I’m sure if I continued searching, I could find other non-baseball statistics that could easily qualify as being in that sport’s realm of sabermetrics. However, I used QB rating and player efficiency rating because although they are quite lengthy to calculate by hand, they are still used on a semi-regular to regular basis. My point is, Patrick Reusse included colleague Joe Christensen as a candidate for Turkey of the Year simply because Joe C. referenced a statistic that has now become so commonplace that ESPN regularly shows it on their telecasts now. I don’t know why Reusse feels that OPS is so asinine, other than the fact that he doesn’t think it qualifies as a real baseball statistic. If he has such a problem with it, then I feel he should either complain about QB rating and PER as well, complain about the fact that another colleague, La Velle E. Neal III, was guilty as well of using OPS, or just keep his mouth shut.*
* I was holding back on my true feelings of how I wanted to end that thought. But, I want to remain at least somewhat professional, even if this blog incorporates humor every now and then.

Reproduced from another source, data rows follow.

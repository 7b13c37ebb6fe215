//! HTTP control server implementation.

use std::io::{Cursor, Read};
use std::sync::{Arc, Mutex};
use std::thread::JoinHandle;

use orrery_sim::{ControlEvent, ControlSender, SimulationSnapshot, SliderDescriptor};
use serde::{Deserialize, Serialize};
use tiny_http::{Header, Method, Request, Response, Server};
use tracing::{debug, info, warn};

/// Snapshot shared between the main loop (writer) and the server (reader).
pub type SharedSnapshot = Arc<Mutex<SimulationSnapshot>>;

#[derive(Debug, thiserror::Error)]
pub enum ControlServerError {
    #[error("Failed to bind to port {port}: {error}")]
    BindError { port: u16, error: String },
    #[error("Failed to spawn server thread: {0}")]
    Spawn(#[source] std::io::Error),
}

/// HTTP server for the control API.
/// Runs on a background thread so requests never block a tick.
pub struct ControlServer {
    port: u16,
    actual_port: Option<u16>,
    server: Option<Arc<Server>>,
    handle: Option<JoinHandle<()>>,
}

#[derive(Deserialize)]
struct SpeedRequest {
    body: String,
    value: f64,
}

#[derive(Deserialize)]
struct Command {
    command: String,
}

/// `queued` means the event reached the simulation's queue. Whether it was
/// applied shows up in the next `/state` or `/controls` response.
#[derive(Serialize)]
struct QueuedResponse {
    queued: bool,
}

#[derive(Serialize)]
struct CommandResponse {
    executed: bool,
    command: String,
}

#[derive(Serialize)]
struct HealthResponse {
    status: &'static str,
    tick: u64,
}

#[derive(Serialize)]
struct ControlsResponse {
    sliders: Vec<SliderDescriptor>,
    pause_label: String,
}

#[derive(Serialize)]
struct ErrorResponse {
    error: String,
}

type HttpResponse = Response<Cursor<Vec<u8>>>;

impl ControlServer {
    /// Creates a stopped server for `port`. Port 0 lets the OS choose.
    pub fn new(port: u16) -> Self {
        Self {
            port,
            actual_port: None,
            server: None,
            handle: None,
        }
    }

    /// Bind to localhost and serve requests on a background thread.
    pub fn start(
        &mut self,
        snapshot: SharedSnapshot,
        sender: ControlSender,
    ) -> Result<(), ControlServerError> {
        let server = Server::http(format!("127.0.0.1:{}", self.port)).map_err(|e| {
            ControlServerError::BindError {
                port: self.port,
                error: e.to_string(),
            }
        })?;

        let actual_port = server
            .server_addr()
            .to_ip()
            .map(|addr| addr.port())
            .unwrap_or(self.port);
        self.actual_port = Some(actual_port);

        let server = Arc::new(server);
        let thread_server = Arc::clone(&server);
        let handle = std::thread::Builder::new()
            .name("control-server".to_string())
            .spawn(move || Self::run_server(&thread_server, &snapshot, &sender))
            .map_err(ControlServerError::Spawn)?;

        info!("Control server listening on http://127.0.0.1:{actual_port}");
        self.server = Some(server);
        self.handle = Some(handle);
        Ok(())
    }

    /// Unblock the server thread and wait for it to finish.
    pub fn stop(&mut self) {
        if let Some(server) = self.server.take() {
            server.unblock();
        }
        if let Some(handle) = self.handle.take() {
            let _ = handle.join();
        }
    }

    /// Returns the bound port once started, else the requested one.
    pub fn actual_port(&self) -> u16 {
        self.actual_port.unwrap_or(self.port)
    }

    fn run_server(server: &Server, snapshot: &SharedSnapshot, sender: &ControlSender) {
        for request in server.incoming_requests() {
            if let Err(e) = Self::handle_request(request, snapshot, sender) {
                warn!("Control server error: {e}");
            }
        }
        debug!("Control server stopped");
    }

    fn handle_request(
        mut request: Request,
        snapshot: &SharedSnapshot,
        sender: &ControlSender,
    ) -> Result<(), Box<dyn std::error::Error + Send + Sync>> {
        let path = request
            .url()
            .split('?')
            .next()
            .unwrap_or_default()
            .to_string();
        let method = request.method().clone();
        debug!("{method} {path}");

        let response = match (&method, path.as_str()) {
            (&Method::Get, "/health") => {
                let tick = lock(snapshot)?.tick;
                json_response(&HealthResponse { status: "ok", tick })?
            }
            (&Method::Get, "/state") => {
                let state = lock(snapshot)?.clone();
                json_response(&state)?
            }
            (&Method::Get, "/controls") => {
                let state = lock(snapshot)?;
                json_response(&ControlsResponse {
                    sliders: state.sliders.clone(),
                    pause_label: state.pause_label.clone(),
                })?
            }
            (&Method::Post, "/speed") => {
                let mut body = String::new();
                request.as_reader().read_to_string(&mut body)?;
                match serde_json::from_str::<SpeedRequest>(&body) {
                    Ok(speed) => {
                        let queued = sender.set_speed(&speed.body, speed.value);
                        json_response(&QueuedResponse { queued })?
                    }
                    Err(e) => bad_request(&e.to_string())?,
                }
            }
            (&Method::Post, "/pause") => {
                let queued = sender.toggle_pause();
                json_response(&QueuedResponse { queued })?
            }
            (&Method::Post, "/command") => {
                let mut body = String::new();
                request.as_reader().read_to_string(&mut body)?;
                match serde_json::from_str::<Command>(&body) {
                    Ok(command) => {
                        let executed = match command.command.as_str() {
                            "quit" => sender.send(ControlEvent::Quit),
                            _ => false,
                        };
                        json_response(&CommandResponse {
                            executed,
                            command: command.command,
                        })?
                    }
                    Err(e) => bad_request(&e.to_string())?,
                }
            }
            _ => Response::from_string("Not Found").with_status_code(404),
        };

        request.respond(response)?;
        Ok(())
    }
}

impl Drop for ControlServer {
    fn drop(&mut self) {
        self.stop();
    }
}

fn lock(
    snapshot: &SharedSnapshot,
) -> Result<std::sync::MutexGuard<'_, SimulationSnapshot>, Box<dyn std::error::Error + Send + Sync>>
{
    snapshot.lock().map_err(|_| "snapshot lock poisoned".into())
}

fn json_response<T: Serialize>(
    value: &T,
) -> Result<HttpResponse, Box<dyn std::error::Error + Send + Sync>> {
    let json = serde_json::to_string(value)?;
    let mut response = Response::from_string(json);
    if let Ok(header) = Header::from_bytes(&b"Content-Type"[..], &b"application/json"[..]) {
        response = response.with_header(header);
    }
    Ok(response)
}

fn bad_request(message: &str) -> Result<HttpResponse, Box<dyn std::error::Error + Send + Sync>> {
    Ok(json_response(&ErrorResponse {
        error: message.to_string(),
    })?
    .with_status_code(400))
}
//! Preload gate: a one-shot barrier over the body texture loads.
//!
//! The loading indicator is shown when the gate is created and hidden exactly
//! once, when every body's texture has loaded. A single failure fails the
//! whole gate for good: no retry, no partial readiness, and the indicator
//! stays up. Loads may complete in any order.

use tracing::{debug, info, warn};

/// Widget showing that assets are still loading.
pub trait LoadingIndicator: Send {
    fn set_visible(&mut self, visible: bool);
}

/// Indicator that only logs. Used when nothing is displayed.
#[derive(Debug, Default)]
pub struct LogIndicator;

impl LoadingIndicator for LogIndicator {
    fn set_visible(&mut self, visible: bool) {
        if visible {
            info!("Loading textures...");
        } else {
            info!("All textures loaded");
        }
    }
}

/// Gate progress.
#[derive(Clone, Debug, PartialEq, Eq)]
pub enum GateStatus {
    /// Waiting on `remaining` loads.
    Pending { remaining: usize },
    /// Every load succeeded; the ready signal has fired.
    Ready,
    /// A load failed; the ready signal will never fire.
    Failed { key: String, reason: String },
}

pub struct PreloadGate {
    loaded: Vec<bool>,
    status: GateStatus,
    indicator: Box<dyn LoadingIndicator>,
}

impl PreloadGate {
    /// Gate over `expected` loads. Shows the indicator, and with nothing to
    /// wait for, hides it again immediately.
    pub fn new(expected: usize, mut indicator: Box<dyn LoadingIndicator>) -> Self {
        indicator.set_visible(true);
        let mut gate = Self {
            loaded: vec![false; expected],
            status: GateStatus::Pending {
                remaining: expected,
            },
            indicator,
        };
        gate.settle();
        gate
    }

    /// Record the outcome of the load for body `index`.
    ///
    /// Duplicate successes for the same body count once. Outcomes for an
    /// index outside the gate, or after the gate has settled, are ignored.
    pub fn record<T, E: std::fmt::Display>(
        &mut self,
        index: usize,
        key: &str,
        outcome: &Result<T, E>,
    ) -> &GateStatus {
        if !matches!(self.status, GateStatus::Pending { .. }) {
            debug!("Ignoring late load of {key}: gate already settled");
            return &self.status;
        }

        let Some(slot) = self.loaded.get_mut(index) else {
            warn!("Load for unknown body index {index} ({key}) ignored");
            return &self.status;
        };

        match outcome {
            Err(e) => {
                warn!("Texture {key} failed to load: {e}");
                self.status = GateStatus::Failed {
                    key: key.to_string(),
                    reason: e.to_string(),
                };
            }
            Ok(_) if *slot => debug!("Duplicate load of {key} ignored"),
            Ok(_) => {
                *slot = true;
                let remaining = self.loaded.iter().filter(|l| !**l).count();
                debug!("Texture {key} loaded, {remaining} remaining");
                self.status = GateStatus::Pending { remaining };
                self.settle();
            }
        }
        &self.status
    }

    fn settle(&mut self) {
        if self.status == (GateStatus::Pending { remaining: 0 }) {
            self.status = GateStatus::Ready;
            self.indicator.set_visible(false);
        }
    }

    /// Returns the current gate progress.
    pub fn status(&self) -> &GateStatus {
        &self.status
    }

    /// Returns true once every load has succeeded.
    pub fn is_ready(&self) -> bool {
        self.status == GateStatus::Ready
    }

    /// Returns true if any load failed. A failed gate never becomes ready.
    pub fn has_failed(&self) -> bool {
        matches!(self.status, GateStatus::Failed { .. })
    }
}
//! Command-line argument parsing for the orrery.

use std::path::PathBuf;

use clap::Parser;

use crate::Config;

/// Orrery command-line arguments.
///
/// CLI values override settings loaded from `config.ron`.
#[derive(Parser, Debug, Clone, Default)]
#[command(name = "orrery", about = "Animated solar-system orrery")]
pub struct CliArgs {
    /// Seed for initial orbit angles and the starfield.
    #[arg(long)]
    pub seed: Option<u64>,

    /// Ticks per second.
    #[arg(long)]
    pub tick_rate: Option<u32>,

    /// Stop after this many ticks.
    #[arg(long)]
    pub frames: Option<u64>,

    /// Directory containing body textures.
    #[arg(long)]
    pub textures: Option<PathBuf>,

    /// RON manifest replacing the built-in planet list.
    #[arg(long)]
    pub bodies: Option<PathBuf>,

    /// Control server port.
    #[arg(long)]
    pub port: Option<u16>,

    /// Disable the control server.
    #[arg(long)]
    pub no_control: bool,

    /// Log level (error, warn, info, debug, trace).
    #[arg(long)]
    pub log_level: Option<String>,

    /// Path to config directory (overrides default location).
    #[arg(long)]
    pub config: Option<PathBuf>,
}

impl Config {
    /// Apply CLI overrides to a loaded config.
    pub fn apply_cli_overrides(&mut self, args: &CliArgs) {
        if let Some(seed) = args.seed {
            self.simulation.seed = Some(seed);
        }
        if let Some(rate) = args.tick_rate {
            self.simulation.tick_rate_hz = rate;
        }
        if let Some(frames) = args.frames {
            self.simulation.max_frames = Some(frames);
        }
        if let Some(ref dir) = args.textures {
            self.assets.texture_dir = dir.clone();
        }
        if let Some(ref manifest) = args.bodies {
            self.assets.bodies_manifest = Some(manifest.clone());
        }
        if let Some(port) = args.port {
            self.control.port = port;
        }
        if args.no_control {
            self.control.enabled = false;
        }
        if let Some(ref level) = args.log_level {
            self.debug.log_level = level.clone();
        }
    }
}
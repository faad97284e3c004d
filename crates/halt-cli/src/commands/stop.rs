//! `haltctl stop` — Gracefully stop containers.

use std::sync::Arc;

use clap::Args;
use halt_runtime::engine::Engine;
use halt_runtime::stop::StopOptions;
use tokio_util::sync::CancellationToken;

/// Arguments for the `stop` command.
#[derive(Args, Debug)]
pub struct StopArgs {
    /// Container IDs or names to stop.
    #[arg(required = true)]
    pub containers: Vec<String>,

    /// Signal to send instead of the container's stop signal.
    #[arg(short, long)]
    pub signal: Option<String>,

    /// Seconds to wait before killing; negative waits until interrupted.
    #[arg(short, long, allow_hyphen_values = true)]
    pub timeout: Option<i64>,
}

/// Executes the `stop` command.
///
/// Ctrl+C ends an unbounded wait without killing the container.
///
/// # Errors
///
/// Returns an error if any container fails to stop.
pub async fn execute(engine: &Arc<Engine>, args: StopArgs) -> anyhow::Result<()> {
    let cancel = CancellationToken::new();
    let interrupt = {
        let cancel = cancel.clone();
        tokio::spawn(async move {
            if tokio::signal::ctrl_c().await.is_ok() {
                tracing::info!("interrupted, abandoning unbounded stop");
                cancel.cancel();
            }
        })
    };

    let result = super::for_each(&args.containers, |name| {
        let opts = StopOptions {
            signal: args.signal.clone(),
            timeout: args.timeout,
            cancel: Some(cancel.clone()),
        };
        let engine = Arc::clone(engine);
        async move { engine.container_stop(&name, opts).await }
    })
    .await;
    interrupt.abort();
    result
}
impl EngineBuilder {
    /// Creates a builder for `config`.
    #[must_use]
    pub fn new(config: HaltConfig) -> Self {
        Self {
            config,
            probe: None,
            layers: None,
            leases: None,
            filesystem: None,
            store: None,
            stats: None,
            events: None,
            volumes: None,
            network: None,
            metrics: None,
            labels: None,
        }
    }

    /// Overrides the liveness probe.
    #[must_use]
    pub fn probe(mut self, probe: Arc<dyn LivenessProbe>) -> Self {
        self.probe = Some(probe);
        self
    }

    /// Overrides the layer service.
    #[must_use]
    pub fn layers(mut self, layers: Arc<dyn LayerService>) -> Self {
        self.layers = Some(layers);
        self
    }

    /// Overrides the lease service.
    #[must_use]
    pub fn leases(mut self, leases: Arc<dyn LeaseService>) -> Self {
        self.leases = Some(leases);
        self
    }

    /// Overrides root directory removal.
    #[must_use]
    pub fn filesystem(mut self, filesystem: Arc<dyn Filesystem>) -> Self {
        self.filesystem = Some(filesystem);
        self
    }

    /// Overrides the metadata store.
    #[must_use]
    pub fn store(mut self, store: Arc<dyn MetadataStore>) -> Self {
        self.store = Some(store);
        self
    }

    /// Overrides the statistics collector.
    #[must_use]
    pub fn stats(mut self, stats: Arc<dyn StatsCollector>) -> Self {
        self.stats = Some(stats);
        self
    }

    /// Overrides the event log.
    #[must_use]
    pub fn events(mut self, events: Arc<dyn EventLog>) -> Self {
        self.events = Some(events);
        self
    }

    /// Overrides the volume service.
    #[must_use]
    pub fn volumes(mut self, volumes: Arc<dyn VolumeService>) -> Self {
        self.volumes = Some(volumes);
        self
    }

    /// Overrides the network updater.
    #[must_use]
    pub fn network(mut self, network: Arc<dyn NetworkUpdater>) -> Self {
        self.network = Some(network);
        self
    }

    /// Overrides the metrics sink.
    #[must_use]
    pub fn metrics(mut self, metrics: Arc<dyn MetricsSink>) -> Self {
        self.metrics = Some(metrics);
        self
    }

    /// Shares a label registry with other components.
    #[must_use]
    pub fn labels(mut self, labels: Arc<LabelRegistry>) -> Self {
        self.labels = Some(labels);
        self
    }

    /// Validates the configuration and builds the engine.
    ///
    /// # Errors
    ///
    /// Returns a configuration error for invalid values, including a
    /// default stop signal this platform cannot parse.
    pub fn build(self) -> Result<Arc<Engine>> {
        self.config.validate()?;
        let default_stop_signal = parse_signal(&self.config.stop.default_signal).map_err(|e| {
            HaltError::Config {
                message: format!("stop.default_signal: {e}"),
            }
        })?;
        let data_dir = self.config.data_dir.clone();

        let engine = Engine {
            default_stop_signal,
            containers: ContainerRegistry::new(),
            names: NameRegistrar::new(),
            links: LinkIndex::new(),
            labels: self.labels.unwrap_or_default(),
            probe: self.probe.unwrap_or_else(|| probe::probe_for(self.config.probe)),
            layers: self
                .layers
                .unwrap_or_else(|| Arc::new(DirLayerStore::new(self.config.layers_dir()))),
            leases: self
                .leases
                .unwrap_or_else(|| Arc::new(FileLeaseStore::new(self.config.leases_dir()))),
            filesystem: self.filesystem.unwrap_or_else(|| Arc::new(HostFilesystem)),
            store: self
                .store
                .unwrap_or_else(|| Arc::new(JsonStore::new(self.config.containers_dir()))),
            stats: self.stats.unwrap_or_else(|| Arc::new(NoopStats)),
            events: self
                .events
                .unwrap_or_else(|| Arc::new(BroadcastEventLog::default())),
            volumes: self
                .volumes
                .unwrap_or_else(|| Arc::new(LocalVolumes::new(self.config.volumes_dir()))),
            network: self.network.unwrap_or_else(|| Arc::new(NoopNetwork)),
            metrics: self
                .metrics
                .unwrap_or_else(|| Arc::new(RuntimeMetrics::new())),
            config: self.config,
            shutting_down: AtomicBool::new(false),
        };
        tracing::debug!(
            data_dir = %data_dir.display(),
            guard = ?engine.config.removal.guard,
            app = constants::APP_NAME,
            "engine built"
        );
        Ok(Arc::new(engine))
    }
}
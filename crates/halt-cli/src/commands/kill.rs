//! `haltctl kill` — Kill containers or send them a signal.

use std::sync::Arc;

use clap::Args;
use halt_runtime::engine::Engine;

/// Arguments for the `kill` command.
#[derive(Args, Debug)]
pub struct KillArgs {
    /// Container IDs or names to signal.
    #[arg(required = true)]
    pub containers: Vec<String>,

    /// Signal to send; SIGKILL waits for the container to exit.
    #[arg(short, long)]
    pub signal: Option<String>,
}

/// Executes the `kill` command.
///
/// # Errors
///
/// Returns an error if the signal is invalid or any container fails.
pub async fn execute(engine: &Arc<Engine>, args: KillArgs) -> anyhow::Result<()> {
    super::for_each(&args.containers, |name| {
        let engine = Arc::clone(engine);
        let signal = args.signal.clone();
        async move { engine.container_kill(&name, signal.as_deref()).await }
    })
    .await
}
//! Domain primitive types used across the halt workspace.

use std::fmt;
use std::str::FromStr;

use serde::{Deserialize, Serialize};

/// Unique identifier for a container instance.
#[derive(Debug, Clone, PartialEq, Eq, Hash, PartialOrd, Ord, Serialize, Deserialize)]
pub struct ContainerId(String);

impl ContainerId {
    /// Creates a new container ID from a string value.
    #[must_use]
    pub fn new(id: impl Into<String>) -> Self {
        Self(id.into())
    }

    /// Generates a random container ID.
    #[must_use]
    pub fn generate() -> Self {
        Self(uuid::Uuid::new_v4().simple().to_string())
    }

    /// Returns the inner string representation.
    #[must_use]
    pub fn as_str(&self) -> &str {
        &self.0
    }

    /// Returns the 12-character short form used in human-facing output.
    #[must_use]
    pub fn short(&self) -> &str {
        self.0.get(..12).unwrap_or(&self.0)
    }
}

impl fmt::Display for ContainerId {
    fn fmt(&self, f: &mut fmt::Formatter<'_>) -> fmt::Result {
        write!(f, "{}", self.0)
    }
}

/// Lifecycle state of a container.
///
/// `Running`, `Paused` and `Restarting` all have a live task behind them
/// and count as running for termination purposes.
#[derive(Debug, Clone, Copy, PartialEq, Eq, Hash, Serialize, Deserialize)]
#[serde(rename_all = "lowercase")]
pub enum ContainerState {
    /// Container has been created but not yet started.
    Created,
    /// Container is actively running.
    Running,
    /// Container's task is frozen.
    Paused,
    /// Container is between exit and the next start of a restart loop.
    Restarting,
    /// Container's process exited; the container still exists.
    Exited,
    /// Container is being torn down and must never be restarted.
    Dead,
    /// Container has been fully removed.
    Removed,
}

impl ContainerState {
    /// Returns `true` when a live task backs the container.
    #[must_use]
    pub const fn is_running(self) -> bool {
        matches!(self, Self::Running | Self::Paused | Self::Restarting)
    }

    /// Returns the lowercase name used in persisted records and output.
    #[must_use]
    pub const fn as_str(self) -> &'static str {
        match self {
            Self::Created => "created",
            Self::Running => "running",
            Self::Paused => "paused",
            Self::Restarting => "restarting",
            Self::Exited => "exited",
            Self::Dead => "dead",
            Self::Removed => "removed",
        }
    }
}

impl fmt::Display for ContainerState {
    fn fmt(&self, f: &mut fmt::Formatter<'_>) -> fmt::Result {
        f.write_str(self.as_str())
    }
}

impl FromStr for ContainerState {
    type Err = crate::error::HaltError;

    fn from_str(s: &str) -> Result<Self, Self::Err> {
        match s {
            "created" => Ok(Self::Created),
            "running" => Ok(Self::Running),
            "paused" => Ok(Self::Paused),
            "restarting" => Ok(Self::Restarting),
            "exited" => Ok(Self::Exited),
            "dead" => Ok(Self::Dead),
            "removed" => Ok(Self::Removed),
            other => Err(crate::error::HaltError::invalid_parameter(format!(
                "unknown container state: {other}"
            ))),
        }
    }
}
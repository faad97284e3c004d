//! Mount table inspection and lazy unmounting.

use std::path::{Path, PathBuf};

use halt_common::error::{HaltError, Result};

/// Lazily detaches the filesystem mounted at `target`.
///
/// A path that is not a mount point, or no longer exists, is already
/// unmounted and succeeds.
///
/// # Errors
///
/// Returns an error if the `umount2(2)` syscall fails for any other reason.
#[cfg(target_os = "linux")]
pub fn unmount(target: &Path) -> Result<()> {
    use nix::errno::Errno;
    use nix::mount::{MntFlags, umount2};

    match umount2(target, MntFlags::MNT_DETACH) {
        Ok(()) => {
            tracing::info!(path = %target.display(), "mount detached");
            Ok(())
        }
        Err(Errno::EINVAL | Errno::ENOENT) => Ok(()),
        Err(e) => Err(HaltError::system_msg(format!(
            "unmount {} failed: {e}",
            target.display()
        ))),
    }
}

/// Stub for non-Linux platforms; nothing is ever mounted by halt there.
///
/// # Errors
///
/// Never fails.
#[cfg(not(target_os = "linux"))]
pub fn unmount(_target: &Path) -> Result<()> {
    Ok(())
}

/// Lists the mount points at or below `dir`, deepest first.
///
/// # Errors
///
/// Returns an error if the mount table exists but cannot be read.
pub fn mounts_under(dir: &Path) -> Result<Vec<PathBuf>> {
    let table = Path::new("/proc/self/mountinfo");
    let raw = match std::fs::read_to_string(table) {
        Ok(raw) => raw,
        Err(e) if e.kind() == std::io::ErrorKind::NotFound => return Ok(Vec::new()),
        Err(e) => {
            return Err(HaltError::Io {
                path: table.to_path_buf(),
                source: e,
            });
        }
    };
    Ok(parse_mounts_under(&raw, dir))
}

fn parse_mounts_under(mountinfo: &str, dir: &Path) -> Vec<PathBuf> {
    let mut found: Vec<PathBuf> = mountinfo
        .lines()
        .filter_map(|line| line.split_whitespace().nth(4))
        .map(|field| PathBuf::from(unescape(field)))
        .filter(|mount_point| mount_point.starts_with(dir))
        .collect();
    found.sort_by_key(|p| std::cmp::Reverse(p.components().count()));
    found.dedup();
    found
}

/// Decodes the octal escapes (`\040` for space) used in mountinfo fields.
fn unescape(field: &str) -> String {
    let bytes = field.as_bytes();
    let mut out = Vec::with_capacity(bytes.len());
    let mut i = 0;
    while i < bytes.len() {
        if bytes[i] == b'\\' {
            if let Some(value) = field
                .get(i + 1..i + 4)
                .and_then(|digits| u8::from_str_radix(digits, 8).ok())
            {
                out.push(value);
                i += 4;
                continue;
            }
        }
        out.push(bytes[i]);
        i += 1;
    }
    String::from_utf8_lossy(&out).into_owned()
}
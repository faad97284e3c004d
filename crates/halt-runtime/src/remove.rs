//! Removal entry point: preconditions, the in-progress guard and dispatch.

use std::sync::Arc;
use std::time::Instant;

use halt_common::config::GuardMode;
use halt_common::error::{HaltError, Result};
use halt_common::types::ContainerState;

use crate::container::Container;
use crate::engine::Engine;
use crate::metrics::Action;
use crate::names::normalize;

/// Parameters of a removal.
#[derive(Debug, Clone, Copy, Default, PartialEq, Eq)]
pub struct RemoveOptions {
    /// Kill a running container instead of refusing.
    pub force: bool,
    /// Also delete anonymous volumes.
    pub remove_volumes: bool,
    /// Remove only the named link, leaving the container alone.
    pub remove_link: bool,
}

impl Engine {
    /// Removes the container known as `name`.
    ///
    /// # Errors
    ///
    /// Returns not-found for an unknown name (strict guard mode only), a
    /// conflict when another removal is in flight or the container is
    /// running without `force`, or the cleanup failure.
    pub async fn container_rm(self: &Arc<Self>, name: &str, opts: RemoveOptions) -> Result<()> {
        tracing::debug!(name, ?opts, "container rm requested");
        let container = match self.get_container(name) {
            Ok(container) => container,
            Err(e) if e.is_not_found() && self.guard_mode() == GuardMode::Relaxed => {
                tracing::debug!(name, "nothing to remove");
                return Ok(());
            }
            Err(e) => return Err(e),
        };
        self.remove_resolved(&container, name, opts).await
    }

    /// Removes an already resolved container. Removing a container that is
    /// already gone succeeds.
    ///
    /// # Errors
    ///
    /// Same as [`Engine::container_rm`].
    pub async fn remove_container(
        self: &Arc<Self>,
        container: &Arc<Container>,
        opts: RemoveOptions,
    ) -> Result<()> {
        let name = format!("/{}", container.name());
        self.remove_resolved(container, &name, opts).await
    }

    async fn remove_resolved(
        self: &Arc<Self>,
        container: &Arc<Container>,
        name: &str,
        opts: RemoveOptions,
    ) -> Result<()> {
        if container.state().status == ContainerState::Removed {
            return Ok(());
        }
        let start = Instant::now();

        let state = container.state();
        if !opts.remove_link && (state.pid == 0 || !self.probe.is_alive(state.pid)) {
            tracing::debug!(
                id = %container.id(),
                pid = state.pid,
                "process gone, removing without guard"
            );
            if state.is_running() {
                let _ = self.handle_exit(container, None).await;
            }
            let result = self.cleanup_container(container, &opts).await;
            self.metrics.observe_action(Action::Delete, start.elapsed());
            return result;
        }

        let _guard = match self.guard_mode() {
            GuardMode::Strict => Some(container.try_begin_removal().ok_or_else(|| {
                HaltError::conflict(format!("removal of container {name} is already in progress"))
            })?),
            GuardMode::Relaxed => None,
        };

        // An earlier removal may have finished since the lookup.
        if !self.is_registered(container.id()) {
            return Ok(());
        }

        if opts.remove_link {
            return self.rm_link(container, name).await;
        }

        let result = self.cleanup_container(container, &opts).await;
        self.metrics.observe_action(Action::Delete, start.elapsed());
        result
    }

    /// Removes the link `name` pointing at `child`.
    ///
    /// The child itself is untouched.
    pub(crate) async fn rm_link(&self, child: &Container, name: &str) -> Result<()> {
        let name = normalize(name);
        let (parent, alias) = name.rsplit_once('/').unwrap_or(("", name.as_str()));
        if parent.is_empty() {
            return Err(HaltError::conflict(
                "Conflict, cannot remove the default link name of the container",
            ));
        }
        let parent_id = self.names.get(parent).ok_or_else(|| HaltError::NotFound {
            kind: "parent container",
            id: format!("{parent} for link name {name}"),
        })?;

        let _ = self.names.release(&name);
        if let Some(parent_container) = self.containers.get(&parent_id) {
            self.links.unlink(&name, child.id(), &parent_id);
            if let Err(e) = self.network.update_network(&parent_id) {
                tracing::debug!(
                    link = %alias,
                    error = %e,
                    "could not update network to remove link"
                );
            }
            let inner = parent_container.lock().await;
            if let Err(e) = self.checkpoint(&parent_container, &inner) {
                tracing::warn!(id = %parent_id, error = %e, "cannot persist link removal");
            }
        }
        tracing::info!(link = %name, child = %child.id(), "link removed");
        Ok(())
    }
}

One last thing.* The title of Reusse’s Turkey of the Year article was, “Voters saw flight risk, so comeuppance was expedited.” Reusse doesn’t understand what the hell OPS means. Similarly, I don’t understand what the hell that title means.
* Edit: I lied. This is the last thing. The reason I’m so annoyed at Reusse is simply because of his ignorance. I wouldn’t have had a problem if he had said something like, “I don’t believe OPS is useful because of this and that and…” But instead, he simply called it a make-believe stat. No other evidence to support his opinion. It’s stuff like this that makes me really want to crank out a post on the battle between the sabermetric mindset and traditional scouting, because just like politics, if you get a bunch of outspoken extremists from both sides arguing with each other that the issues are black and white, you end up pissing off the people like me that believe in the gray areas. I know it appears that I lean more towards sabermetrics here at OTM, but I did also get excited to see Joe Mauer hit .400 in his first month of ’09 or that Justin Morneau cracked 100 RBI right before his season ended in mid-September. It is possible to believe in the gray areas, and I want to show that.